[Collected data entries]
○ ○ ○ ○ ○ ○ ○

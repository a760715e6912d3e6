use std::{collections::BTreeMap, sync::Arc};

use async_trait::async_trait;
use bytes::Bytes;
use chrono::{DateTime, Utc};
use getset::Getters;
use tokio::sync::RwLock;

use crate::{EntryKind, FileStat, LayerFsError, LayerFsResult, StorageBackend, VirtualPath};

//--------------------------------------------------------------------------------------------------
// Types
//--------------------------------------------------------------------------------------------------

/// An in-memory implementation of a storage backend.
///
/// This implementation stores all files and directories in memory, making it useful for
/// testing and for scratch layers that don't need persistence. Cloning the backend yields another
/// handle to the same tree.
#[derive(Debug, Clone, Default, Getters)]
#[getset(get = "pub with_prefix")]
pub struct MemoryBackend {
    /// The root directory of the tree
    root_dir: Arc<RwLock<Dir>>,
}

/// Represents a directory in the memory backend.
///
/// Entries are kept sorted by name so listings come back in lexical order.
#[derive(Debug, Clone, Getters)]
#[getset(get = "pub with_prefix")]
pub struct Dir {
    /// When the directory was last modified
    modified_at: DateTime<Utc>,

    /// Map of names to directory entries
    entries: BTreeMap<String, Entity>,
}

/// Represents a file in the memory backend.
#[derive(Debug, Clone, Getters)]
#[getset(get = "pub with_prefix")]
pub struct File {
    /// When the file was last modified
    modified_at: DateTime<Utc>,

    /// Content of the file
    content: Bytes,
}

/// Represents an entity in the memory backend.
#[derive(Debug, Clone)]
pub enum Entity {
    /// A directory containing other entities
    Dir(Dir),

    /// A file containing data
    File(File),
}

//--------------------------------------------------------------------------------------------------
// Methods
//--------------------------------------------------------------------------------------------------

impl MemoryBackend {
    /// Creates a new empty memory backend.
    pub fn new() -> Self {
        Self::default()
    }

    /// Creates a memory backend pre-populated with the given files.
    ///
    /// Parent directories are created as needed.
    pub async fn with_files<P, C>(files: impl IntoIterator<Item = (P, C)>) -> LayerFsResult<Self>
    where
        P: Into<VirtualPath>,
        C: Into<Bytes>,
    {
        let backend = Self::new();
        for (path, content) in files {
            backend.write_file(&path.into(), content.into()).await?;
        }

        Ok(backend)
    }

    /// Returns the parent directory of `path`, creating missing directories on the way.
    fn parent_dir_creating<'a>(
        root: &'a mut Dir,
        path: &VirtualPath,
    ) -> LayerFsResult<&'a mut Dir> {
        let segments = path.segments().collect::<Vec<_>>();
        let mut current = root;
        let mut walked = VirtualPath::root();

        for segment in &segments[..segments.len().saturating_sub(1)] {
            walked = walked.join(segment);
            let entity = current
                .entries
                .entry(segment.to_string())
                .or_insert_with(|| Entity::Dir(Dir::new()));

            current = match entity {
                Entity::Dir(dir) => dir,
                Entity::File(_) => return Err(LayerFsError::NotADirectory(walked)),
            };
        }

        Ok(current)
    }

    /// Returns the parent directory of `path` without creating anything.
    fn parent_dir_mut<'a>(root: &'a mut Dir, path: &VirtualPath) -> LayerFsResult<&'a mut Dir> {
        match path.parent() {
            Some(parent) if !parent.is_root() => match root.find_mut(&parent)? {
                Some(Entity::Dir(dir)) => Ok(dir),
                Some(Entity::File(_)) => Err(LayerFsError::NotADirectory(parent)),
                None => Err(LayerFsError::NotFound(path.clone())),
            },
            _ => Ok(root),
        }
    }
}

impl File {
    /// Creates a new file with the given content.
    pub fn with_content(content: Bytes) -> Self {
        Self {
            modified_at: Utc::now(),
            content,
        }
    }
}

impl Entity {
    /// Returns the stats of this entity.
    pub fn stat(&self) -> FileStat {
        match self {
            Entity::Dir(dir) => FileStat::new(EntryKind::Directory, 0, dir.modified_at),
            Entity::File(file) => {
                FileStat::new(EntryKind::File, file.content.len() as u64, file.modified_at)
            }
        }
    }
}

impl Dir {
    /// Creates a new empty directory.
    pub fn new() -> Self {
        Self {
            modified_at: Utc::now(),
            entries: BTreeMap::new(),
        }
    }

    /// Traverses a path starting from this directory to find an entity.
    ///
    /// ## Returns
    ///
    /// * `Ok(Some(&Entity))` - A reference to the found entity
    /// * `Ok(None)` - If the path doesn't exist
    /// * `Err(LayerFsError::NotADirectory)` - If a non-final segment is a file
    ///
    /// The root path itself is not an entity and yields `Ok(None)`.
    pub fn find(&self, path: &VirtualPath) -> LayerFsResult<Option<&Entity>> {
        let mut segments = path.segments().peekable();
        let mut current_dir = self;
        let mut walked = VirtualPath::root();

        while let Some(segment) = segments.next() {
            let entry = current_dir.entries.get(segment);

            // If this is the last segment, return the entry
            if segments.peek().is_none() {
                return Ok(entry);
            }

            walked = walked.join(segment);
            match entry {
                Some(Entity::Dir(dir)) => current_dir = dir,
                Some(Entity::File(_)) => return Err(LayerFsError::NotADirectory(walked)),
                None => return Ok(None),
            }
        }

        Ok(None)
    }

    /// Traverses a path starting from this directory to find an entity, returning a mutable
    /// reference. Follows the same rules as [`Dir::find`].
    pub fn find_mut(&mut self, path: &VirtualPath) -> LayerFsResult<Option<&mut Entity>> {
        let mut segments = path.segments().peekable();
        let mut current_dir = self;
        let mut walked = VirtualPath::root();

        while let Some(segment) = segments.next() {
            let entry = current_dir.entries.get_mut(segment);

            if segments.peek().is_none() {
                return Ok(entry);
            }

            walked = walked.join(segment);
            match entry {
                Some(Entity::Dir(dir)) => current_dir = dir,
                Some(Entity::File(_)) => return Err(LayerFsError::NotADirectory(walked)),
                None => return Ok(None),
            }
        }

        Ok(None)
    }
}

//--------------------------------------------------------------------------------------------------
// Trait Implementations
//--------------------------------------------------------------------------------------------------

#[async_trait]
impl StorageBackend for MemoryBackend {
    async fn stat(&self, path: &VirtualPath) -> LayerFsResult<FileStat> {
        let root = self.root_dir.read().await;
        if path.is_root() {
            return Ok(FileStat::new(EntryKind::Directory, 0, root.modified_at));
        }

        root.find(path)?
            .map(Entity::stat)
            .ok_or_else(|| LayerFsError::NotFound(path.clone()))
    }

    async fn read_file(&self, path: &VirtualPath) -> LayerFsResult<Bytes> {
        if path.is_root() {
            return Err(LayerFsError::IsADirectory(path.clone()));
        }

        let root = self.root_dir.read().await;
        match root.find(path)? {
            Some(Entity::File(file)) => Ok(file.content.clone()),
            Some(Entity::Dir(_)) => Err(LayerFsError::IsADirectory(path.clone())),
            None => Err(LayerFsError::NotFound(path.clone())),
        }
    }

    async fn write_file(&self, path: &VirtualPath, content: Bytes) -> LayerFsResult<()> {
        let name = path
            .file_name()
            .ok_or_else(|| LayerFsError::IsADirectory(path.clone()))?;

        let mut root = self.root_dir.write().await;
        let parent_dir = MemoryBackend::parent_dir_creating(&mut root, path)?;

        if let Some(Entity::Dir(_)) = parent_dir.entries.get(name) {
            return Err(LayerFsError::IsADirectory(path.clone()));
        }

        parent_dir
            .entries
            .insert(name.to_string(), Entity::File(File::with_content(content)));
        parent_dir.modified_at = Utc::now();

        Ok(())
    }

    async fn readdir(&self, path: &VirtualPath) -> LayerFsResult<Vec<String>> {
        let root = self.root_dir.read().await;
        let dir = if path.is_root() {
            &*root
        } else {
            match root.find(path)? {
                Some(Entity::Dir(dir)) => dir,
                Some(Entity::File(_)) => return Err(LayerFsError::NotADirectory(path.clone())),
                None => return Err(LayerFsError::NotFound(path.clone())),
            }
        };

        Ok(dir.entries.keys().cloned().collect())
    }

    async fn unlink(&self, path: &VirtualPath) -> LayerFsResult<()> {
        let name = path
            .file_name()
            .ok_or_else(|| LayerFsError::InvalidPath(path.clone()))?;

        let mut root = self.root_dir.write().await;
        let parent_dir = MemoryBackend::parent_dir_mut(&mut root, path)?;

        match parent_dir.entries.get(name) {
            Some(Entity::File(_)) => {
                parent_dir.entries.remove(name);
                parent_dir.modified_at = Utc::now();
                Ok(())
            }
            Some(Entity::Dir(_)) => Err(LayerFsError::IsADirectory(path.clone())),
            None => Err(LayerFsError::NotFound(path.clone())),
        }
    }

    async fn mkdir(&self, path: &VirtualPath) -> LayerFsResult<()> {
        let name = path
            .file_name()
            .ok_or_else(|| LayerFsError::AlreadyExists(path.clone()))?;

        let mut root = self.root_dir.write().await;
        let parent_dir = MemoryBackend::parent_dir_creating(&mut root, path)?;

        if parent_dir.entries.contains_key(name) {
            return Err(LayerFsError::AlreadyExists(path.clone()));
        }

        parent_dir
            .entries
            .insert(name.to_string(), Entity::Dir(Dir::new()));
        parent_dir.modified_at = Utc::now();

        Ok(())
    }

    async fn rmdir(&self, path: &VirtualPath) -> LayerFsResult<()> {
        let name = path
            .file_name()
            .ok_or_else(|| LayerFsError::InvalidPath(path.clone()))?;

        let mut root = self.root_dir.write().await;
        let parent_dir = MemoryBackend::parent_dir_mut(&mut root, path)?;

        match parent_dir.entries.get(name) {
            Some(Entity::Dir(dir)) if !dir.entries.is_empty() => {
                Err(LayerFsError::DirectoryNotEmpty(path.clone()))
            }
            Some(Entity::Dir(_)) => {
                parent_dir.entries.remove(name);
                parent_dir.modified_at = Utc::now();
                Ok(())
            }
            Some(Entity::File(_)) => Err(LayerFsError::NotADirectory(path.clone())),
            None => Err(LayerFsError::NotFound(path.clone())),
        }
    }
}

impl Default for Dir {
    fn default() -> Self {
        Self::new()
    }
}

//--------------------------------------------------------------------------------------------------
// Tests
//--------------------------------------------------------------------------------------------------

○ ○ ○ ○ ○ ○ ○

* Instructions to follow *
Please restate the records word for word. Go from the first line to the line with "of the tree" and include both.

* Solved problem *
repository a760715e6912d3e6
use std::{collections::BTreeMap, sync::Arc};

use async_trait::async_trait;
use bytes::Bytes;
use chrono::{DateTime, Utc};
use getset::Getters;
use tokio::sync::RwLock;

use crate::{EntryKind, FileStat, LayerFsError, LayerFsResult, StorageBackend, VirtualPath};

//--------------------------------------------------------------------------------------------------
// Types
//--------------------------------------------------------------------------------------------------

/// An in-memory implementation of a storage backend.
///
/// This implementation stores all files and directories in memory, making it useful for
/// testing and for scratch layers that don't need persistence. Cloning the backend yields another
/// handle to the same tree.
#[derive(Debug, Clone, Default, Getters)]
#[getset(get = "pub with_prefix")]
pub struct MemoryBackend {
    /// The root directory of the tree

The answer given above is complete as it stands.